### Provided data ###
//! Errors surfaced by the battle state machine.

use super::BattlePhase;
use crate::action::ActionError;
use crate::combatant::Side;
use crate::error::{ErrorSeverity, GameError};

/// Rejections from [`super::Battle`] operations.
///
/// Returned before any mutation: a rejected call leaves the battle exactly as
/// it was.
#[derive(Clone, Debug, PartialEq, Eq, thiserror::Error)]
pub enum BattleError {
    /// Operation not allowed in the current phase.
    #[error("cannot {operation} while battle is {phase}")]
    InvalidTransition {
        phase: BattlePhase,
        operation: &'static str,
    },

    /// Action submitted by a combatant that does not hold the turn.
    #[error("not {got}'s turn (current actor: {expected})")]
    NotActorsTurn { expected: Side, got: Side },

    /// The resolver rejected the action.
    #[error(transparent)]
    Action(#[from] ActionError),
}

impl BattleError {
    pub(crate) fn invalid_transition(phase: BattlePhase, operation: &'static str) -> Self {
        Self::InvalidTransition { phase, operation }
    }
}

impl GameError for BattleError {
    fn severity(&self) -> ErrorSeverity {
        match self {
            Self::InvalidTransition { .. } | Self::NotActorsTurn { .. } => {
                ErrorSeverity::Recoverable
            }
            Self::Action(error) => error.severity(),
        }
    }

    fn error_code(&self) -> &'static str {
        match self {
            Self::InvalidTransition { .. } => "BATTLE_INVALID_TRANSITION",
            Self::NotActorsTurn { .. } => "BATTLE_NOT_ACTORS_TURN",
            Self::Action(error) => error.error_code(),
        }
    }
}
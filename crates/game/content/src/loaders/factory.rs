//! Content factory for loading every catalog from one data directory.

use std::path::{Path, PathBuf};

use battle_core::{BattleConfig, Enemy};

use crate::catalog::{EnemyCatalog, ItemCatalog, WordList};
use crate::loaders::{ConfigLoader, EnemyLoader, ItemLoader, LoadResult, WordLoader};

/// Content factory that loads all battle content from a data directory.
///
/// # Directory Structure
///
/// ```text
/// data_dir/
/// ├── config.toml
/// ├── enemies.ron
/// ├── items.ron
/// └── words.ron
/// ```
pub struct ContentFactory {
    data_dir: PathBuf,
}

impl ContentFactory {
    /// Creates a new content factory pointing to a data directory.
    pub fn new(data_dir: impl Into<PathBuf>) -> Self {
        Self {
            data_dir: data_dir.into(),
        }
    }

    /// Load battle configuration from `config.toml`.
    ///
    /// A missing file yields the default configuration; a malformed one is an
    /// error.
    pub fn load_config(&self) -> LoadResult<BattleConfig> {
        let path = self.data_dir.join("config.toml");
        if !path.exists() {
            tracing::info!(path = %path.display(), "no config.toml, using defaults");
            return Ok(BattleConfig::default());
        }
        ConfigLoader::load(&path)
    }

    /// Load enemy catalog from `enemies.ron`.
    pub fn load_enemies(&self) -> LoadResult<EnemyCatalog> {
        EnemyLoader::load(&self.data_dir.join("enemies.ron"))
    }

    /// Load item catalog from `items.ron`.
    pub fn load_items(&self) -> LoadResult<ItemCatalog> {
        ItemLoader::load(&self.data_dir.join("items.ron"))
    }

    /// Load challenge words from `words.ron`.
    pub fn load_words(&self) -> LoadResult<WordList> {
        WordLoader::load(&self.data_dir.join("words.ron"))
    }

    /// Loads the enemy catalog and spawns `name` from it.
    pub fn spawn_enemy(&self, name: &str) -> LoadResult<Enemy> {
        let catalog = self.load_enemies()?;
        catalog.spawn(name).ok_or_else(|| {
            anyhow::anyhow!(
                "Unknown enemy '{}' (known: {})",
                name,
                catalog.names().collect::<Vec<_>>().join(", ")
            )
        })
    }

    /// Returns the data directory path.
    pub fn data_dir(&self) -> &Path {
        &self.data_dir
    }
}

#[cfg(test)]
mod tests {
    use super::*;
    use battle_core::CanBeDamaged;

    const ENEMIES: &str = r#"(enemies: [
        (name: "orphan", level: 1, stats: (max_health: 20, max_mana: 0, strength: 4, willpower: 2, agility: 3, fortune: 0)),
    ])"#;

    #[test]
    fn test_factory_paths() {
        let factory = ContentFactory::new("/tmp/data");
        assert_eq!(factory.data_dir(), Path::new("/tmp/data"));
    }

    #[test]
    fn missing_config_falls_back_to_default() {
        let dir = tempfile::tempdir().unwrap();
        let factory = ContentFactory::new(dir.path());
        assert_eq!(factory.load_config().unwrap(), BattleConfig::default());
    }

    #[test]
    fn missing_catalog_is_an_error() {
        let dir = tempfile::tempdir().unwrap();
        let err = ContentFactory::new(dir.path()).load_items().unwrap_err();
        assert!(err.to_string().contains("items.ron"));
    }

    #[test]
    fn spawns_from_directory() {
        let dir = tempfile::tempdir().unwrap();
        std::fs::write(dir.path().join("enemies.ron"), ENEMIES).unwrap();
        let factory = ContentFactory::new(dir.path());

        let orphan = factory.spawn_enemy("orphan").unwrap();
        assert_eq!(orphan.health().current(), 20);

        let err = factory.spawn_enemy("daemon").unwrap_err();
        assert!(err.to_string().contains("known: orphan"));
    }
}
###
Problem requirements
Please transcribe the entries above exactly as written.

Answer for the task
//! Errors surfaced by the battle state machine.

use super::BattlePhase;
use crate::action::ActionError;
use crate::combatant::Side;
use crate::error::{ErrorSeverity, GameError};

/// Rejections from [`super::Battle`] operations.
///
/// Returned before any mutation: a rejected call leaves the battle exactly as
/// it was.
#[derive(Clone, Debug, PartialEq, Eq, thiserror::Error)]
pub enum BattleError {
    /// Operation not allowed in the current phase.
    #[error("cannot {operation} while battle is {phase}")]
    InvalidTransition {
        phase: BattlePhase,
        operation: &'static str,
    },

    /// Action submitted by a combatant that does not hold the turn.
    #[error("not {got}'s turn (current actor: {expected})")]
    NotActorsTurn { expected: Side, got: Side },

    /// The resolver rejected the action.
    #[error(transparent)]
    Action(#[from] ActionError),
}

impl BattleError {
    pub(crate) fn invalid_transition(phase: BattlePhase, operation: &'static str) -> Self {
        Self::InvalidTransition { phase, operation }
    }
}

impl GameError for BattleError {
    fn severity(&self) -> ErrorSeverity {
        match self {
            Self::InvalidTransition { .. } | Self::NotActorsTurn { .. } => {
                ErrorSeverity::Recoverable
            }
            Self::Action(error) => error.severity(),
        }
    }

    fn error_code(&self) -> &'static str {
        match self {
            Self::InvalidTransition { .. } => "BATTLE_INVALID_TRANSITION",
            Self::NotActorsTurn { .. } => "BATTLE_NOT_ACTORS_TURN",
            Self::Action(error) => error.error_code(),
        }
    }
}
filename crates/game/content/src/loaders/factory.rs
//! Content factory for loading every catalog from one data directory.

use std::path::{Path, PathBuf};

use battle_core::{BattleConfig, Enemy};

use crate::catalog::{EnemyCatalog, ItemCatalog, WordList};
use crate::loaders::{ConfigLoader, EnemyLoader, ItemLoader, LoadResult, WordLoader};

/// Content factory that loads all battle content from a data directory.
///
/// # Directory Structure
///
/// ```text
/// data_dir/
/// ├── config.toml
/// ├── enemies.ron
/// ├── items.ron
/// └── words.ron
/// ```
pub struct ContentFactory {
    data_dir: PathBuf,
}

impl ContentFactory {
    /// Creates a new content factory pointing to a data directory.
    pub fn new(data_dir: impl Into<PathBuf>) -> Self {
        Self {
            data_dir: data_dir.into(),
        }
    }

    /// Load battle configuration from `config.toml`.
    ///
    /// A missing file yields the default configuration; a malformed one is an
    /// error.
    pub fn load_config(&self) -> LoadResult<BattleConfig> {
        let path = self.data_dir.join("config.toml");
        if !path.exists() {
            tracing::info!(path = %path.display(), "no config.toml, using defaults");
            return Ok(BattleConfig::default());
        }
        ConfigLoader::load(&path)
    }

    /// Load enemy catalog from `enemies.ron`.
    pub fn load_enemies(&self) -> LoadResult<EnemyCatalog> {
        EnemyLoader::load(&self.data_dir.join("enemies.ron"))
    }

    /// Load item catalog from `items.ron`.
    pub fn load_items(&self) -> LoadResult<ItemCatalog> {
        ItemLoader::load(&self.data_dir.join("items.ron"))
    }

    /// Load challenge words from `words.ron`.
    pub fn load_words(&self) -> LoadResult<WordList> {
        WordLoader::load(&self.data_dir.join("words.ron"))
    }

    /// Loads the enemy catalog and spawns `name` from it.
    pub fn spawn_enemy(&self, name: &str) -> LoadResult<Enemy> {
        let catalog = self.load_enemies()?;
        catalog.spawn(name).ok_or_else(|| {
            anyhow::anyhow!(
                "Unknown enemy '{}' (known: {})",
                name,
                catalog.names().collect::<Vec<_>>().join(", ")
            )
        })
    }

    /// Returns the data directory path.
    pub fn data_dir(&self) -> &Path {
        &self.data_dir
    }
}

#[cfg(test)]
mod tests {
    use super::*;
    use battle_core::CanBeDamaged;

    const ENEMIES: &str = r#"(enemies: [
        (name: "orphan", level: 1, stats: (max_health: 20, max_mana: 0, strength: 4, willpower: 2, agility: 3, fortune: 0)),
    ])"#;

    #[test]
    fn test_factory_paths() {
        let factory = ContentFactory::new("/tmp/data");
        assert_eq!(factory.data_dir(), Path::new("/tmp/data"));
    }

    #[test]
    fn missing_config_falls_back_to_default() {
        let dir = tempfile::tempdir().unwrap();
        let factory = ContentFactory::new(dir.path());
        assert_eq!(factory.load_config().unwrap(), BattleConfig::default());
    }

    #[test]
    fn missing_catalog_is_an_error() {
        let dir = tempfile::tempdir().unwrap();
        let err = ContentFactory::new(dir.path()).load_items().unwrap_err();
        assert!(err.to_string().contains("items.ron"));
    }

    #[test]
    fn spawns_from_directory() {
        let dir = tempfile::tempdir().unwrap();
        std::fs::write(dir.path().join("enemies.ron"), ENEMIES).unwrap();
        let factory = ContentFactory::new(dir.path());

        let orphan = factory.spawn_enemy("orphan").unwrap();
        assert_eq!(orphan.health().current(), 20);

        let err = factory.spawn_enemy("daemon").unwrap_err();
        assert!(err.to_string().contains("known: orphan"));
    }
}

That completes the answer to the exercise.